Thank you for this move.
Phil Simon says
Thanks! Will this result in any refunds?
Andrew Hickey says
Hi Phil. Thanks for reaching out. This is a go-forward change, and bots have been removed from our billable visits calculations starting on October 13. Therefore, we will not be crediting accounts or providing refunds for historical bot visits (bot traffic incurred prior to October 13). Thank you for being a customer!
Art Munson says
Wow, great news! I wasn’t planning on ever leaving WP-Engine but this news is the frosting on the cake!
Oren Zur-Shavit says
Great news! tnx!
Mark Graban says
Thank you! This was my only complaint about WP Engine and I’m glad you are making this change. I’ll have consistent, predictable charges instead of what seemed like random billing amounts each month.
Rachel says
Wow, thank you so much!
Benjamin Hansen says
thats a great change however we’ve seen no change in our tally, still showing ~6x the traffic in your system as compared to what GA tells us.
Stavros says
Great news, thank you WP Engine.
jason says
I’ve been a WPEngine user for about 6 months and am a huge fan.

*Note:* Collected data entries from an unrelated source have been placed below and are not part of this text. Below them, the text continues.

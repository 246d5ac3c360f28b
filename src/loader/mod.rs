// src/loader/mod.rs
use crate::cfdi::RawDocument;
use crate::utils::error::LoadError;
use std::io::{Cursor, Read};
use std::path::{Path, PathBuf};

const ZIP_MAGIC: &[u8] = b"PK\x03\x04";

fn has_extension(path: &Path, wanted: &str) -> bool {
    path.extension()
        .and_then(|e| e.to_str())
        .is_some_and(|e| e.eq_ignore_ascii_case(wanted))
}

fn display_name(path: &Path) -> String {
    path.file_name()
        .map(|n| n.to_string_lossy().into_owned())
        .unwrap_or_else(|| path.display().to_string())
}

/// Expands files and directories into documents. `.xml` files are read as-is,
/// `.zip` archives contribute each `.xml` entry. Anything unreadable is logged
/// and skipped; only when no input path can be accessed at all is the first
/// failure returned.
pub async fn collect_documents(inputs: &[PathBuf], recursive: bool) -> Result<Vec<RawDocument>, LoadError> {
    let mut documents = Vec::new();
    let mut accessible = 0;
    let mut first_failure = None;
    for input in inputs {
        match tokio::fs::metadata(input).await {
            Ok(meta) if meta.is_dir() => {
                accessible += 1;
                for path in walk_directory(input, recursive).await {
                    load_path(&path, &mut documents).await;
                }
            }
            Ok(_) => {
                accessible += 1;
                load_explicit_file(input, &mut documents).await;
            }
            Err(source) => {
                tracing::error!("Cannot access input {}: {}", input.display(), source);
                if first_failure.is_none() {
                    first_failure = Some(LoadError::Io {
                        path: input.display().to_string(),
                        source,
                    });
                }
            }
        }
    }
    if accessible == 0 {
        if let Some(failure) = first_failure {
            return Err(failure);
        }
    }
    tracing::info!("Collected {} documents from {} inputs", documents.len(), inputs.len());
    Ok(documents)
}

/// Lists `.xml` and `.zip` files below `root`, sorted for a stable batch order.
async fn walk_directory(root: &Path, recursive: bool) -> Vec<PathBuf> {
    let mut found = Vec::new();
    let mut pending = vec![root.to_path_buf()];
    while let Some(dir) = pending.pop() {
        let mut entries = match tokio::fs::read_dir(&dir).await {
            Ok(entries) => entries,
            Err(e) => {
                tracing::error!("Cannot read directory {}: {}", dir.display(), e);
                continue;
            }
        };
        loop {
            match entries.next_entry().await {
                Ok(Some(entry)) => {
                    let path = entry.path();
                    match entry.file_type().await {
                        Ok(ft) if ft.is_dir() => {
                            if recursive {
                                pending.push(path);
                            }
                        }
                        Ok(_) if has_extension(&path, "xml") || has_extension(&path, "zip") => found.push(path),
                        Ok(_) => tracing::trace!("Ignoring {}", path.display()),
                        Err(e) => tracing::warn!("Cannot stat {}: {}", path.display(), e),
                    }
                }
                Ok(None) => break,
                Err(e) => {
                    tracing::error!("Error listing {}: {}", dir.display(), e);
                    break;
                }
            }
        }
    }
    found.sort();
    found
}

async fn read_file(path: &Path) -> Result<Vec<u8>, LoadError> {
    tokio::fs::read(path).await.map_err(|source| LoadError::Io {
        path: path.display().to_string(),
        source,
    })
}

async fn load_path(path: &Path, documents: &mut Vec<RawDocument>) {
    let content = match read_file(path).await {
        Ok(content) => content,
        Err(e) => {
            tracing::error!("{}", e);
            return;
        }
    };
    if has_extension(path, "zip") {
        push_archive(path, &content, documents);
    } else {
        documents.push(RawDocument::new(display_name(path), content));
    }
}

/// Files named on the command line: zip archives are recognised by content as
/// well as by extension.
async fn load_explicit_file(path: &Path, documents: &mut Vec<RawDocument>) {
    let content = match read_file(path).await {
        Ok(content) => content,
        Err(e) => {
            tracing::error!("{}", e);
            return;
        }
    };
    if has_extension(path, "zip") || content.starts_with(ZIP_MAGIC) {
        push_archive(path, &content, documents);
    } else {
        documents.push(RawDocument::new(display_name(path), content));
    }
}

fn push_archive(path: &Path, content: &[u8], documents: &mut Vec<RawDocument>) {
    match read_archive(&path.display().to_string(), content) {
        Ok(entries) => {
            tracing::info!("Read {} XML entries from {}", entries.len(), path.display());
            documents.extend(entries);
        }
        Err(e) => tracing::error!("{}", e),
    }
}

/// Reads every `.xml` entry of an in-memory zip archive. Entries are named by
/// their base name. Unreadable entries are logged and skipped.
pub fn read_archive(archive_name: &str, content: &[u8]) -> Result<Vec<RawDocument>, LoadError> {
    let mut archive = zip::ZipArchive::new(Cursor::new(content)).map_err(|source| LoadError::Archive {
        path: archive_name.to_string(),
        source,
    })?;

    let mut documents = Vec::new();
    for i in 0..archive.len() {
        let mut file = match archive.by_index(i) {
            Ok(file) => file,
            Err(e) => {
                tracing::warn!("Skipping entry {} of {}: {}", i, archive_name, e);
                continue;
            }
        };
        let entry_name = file.name().to_string();
        if file.is_dir() || !has_extension(Path::new(&entry_name), "xml") {
            continue;
        }

        let mut bytes = Vec::new();
        if let Err(e) = file.read_to_end(&mut bytes) {
            tracing::warn!("Could not read {} in {}: {}", entry_name, archive_name, e);
            continue;
        }
        documents.push(RawDocument::new(display_name(Path::new(&entry_name)), bytes));
    }
    Ok(documents)
}

#[cfg(test)]
mod tests {
    use super::*;
    use std::io::Write;
    use zip::write::SimpleFileOptions;

    fn build_zip(entries: &[(&str, &str)]) -> Vec<u8> {
        let mut writer = zip::ZipWriter::new(Cursor::new(Vec::new()));
        for (name, body) in entries {
            writer.start_file(*name, SimpleFileOptions::default()).unwrap();
            writer.write_all(body.as_bytes()).unwrap();
        }
        writer.finish().unwrap().into_inner()
    }

    #[test]
    fn test_read_archive_keeps_xml_entries_by_base_name() {
        let bytes = build_zip(&[
            ("enero/recibo1.xml", "<a/>"),
            ("enero/LEEME.txt", "hola"),
            ("RECIBO2.XML", "<b/>"),
        ]);
        let docs = read_archive("lote.zip", &bytes).unwrap();
        let names: Vec<_> = docs.iter().map(|d| d.name.as_str()).collect();
        assert_eq!(names, vec!["recibo1.xml", "RECIBO2.XML"]);
        assert_eq!(docs[0].content, b"<a/>");
    }

    #[test]
    fn test_read_archive_rejects_non_zip() {
        let result = read_archive("fake.zip", b"not a zip");
        assert!(matches!(result, Err(LoadError::Archive { .. })));
    }

    #[test]
    fn test_collect_documents_walks_directories() {
        let dir = tempfile::tempdir().unwrap();
        let nested = dir.path().join("sub");
        std::fs::create_dir(&nested).unwrap();
        std::fs::write(dir.path().join("a.xml"), "<a/>").unwrap();
        std::fs::write(dir.path().join("notes.txt"), "skip").unwrap();
        std::fs::write(nested.join("b.xml"), "<b/>").unwrap();
        std::fs::write(nested.join("lote.zip"), build_zip(&[("c.xml", "<c/>")])).unwrap();

        let inputs = vec![dir.path().to_path_buf()];
        let mut names: Vec<_> = tokio_test::block_on(collect_documents(&inputs, true))
            .unwrap()
            .into_iter()
            .map(|d| d.name)
            .collect();
        names.sort();
        assert_eq!(names, vec!["a.xml", "b.xml", "c.xml"]);

        let shallow = tokio_test::block_on(collect_documents(&inputs, false)).unwrap();
        assert_eq!(shallow.len(), 1);
    }

    #[test]
    fn test_explicit_zip_detected_by_content() {
        let dir = tempfile::tempdir().unwrap();
        let path = dir.path().join("descarga.bin");
        std::fs::write(&path, build_zip(&[("x.xml", "<x/>")])).unwrap();
        let missing = dir.path().join("missing.xml");

        let docs = tokio_test::block_on(collect_documents(&[path, missing], true)).unwrap();
        assert_eq!(docs.len(), 1);
        assert_eq!(docs[0].name, "x.xml");
    }

    #[test]
    fn test_no_accessible_input_is_an_error() {
        let dir = tempfile::tempdir().unwrap();
        let inputs = vec![dir.path().join("enero.xml"), dir.path().join("febrero")];
        let result = tokio_test::block_on(collect_documents(&inputs, true));
        match result {
            Err(LoadError::Io { path, .. }) => assert!(path.ends_with("enero.xml"), "{path}"),
            other => panic!("expected an I/O error, got {:?}", other.map(|d| d.len())),
        }

        let empty_dir = vec![dir.path().to_path_buf()];
        assert!(tokio_test::block_on(collect_documents(&empty_dir, true)).unwrap().is_empty());
    }
}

My account was getting overage charges, but I didn’t mind because I still felt I was getting an incredible value for the service you offer. You’re striking Bot traffic just makes me a bigger fan.
Salman Aslam says
Really glad that you took this decision and I’m sure it will help you get more business because no one liked paying for the bots.
Andreas Ostheimer says
Great to hear that, thanks!
Lou Dawson says
All well and good, but in the end it’s just plain weird you don’t charge for bandwidth and instead use this tweaky “visitor numbers” metric to figure out cost. Charges based on visitation rather than bandwidth discriminate against those of us who work hard to run efficient and fast websites. There is also no way you’ll ever be able to separate all bots from all real humans. Give it up. Very annoying..
Reginald Chan says
I am late but this is AWESOME news! I left WP Engine because of that and the new change will make me come back!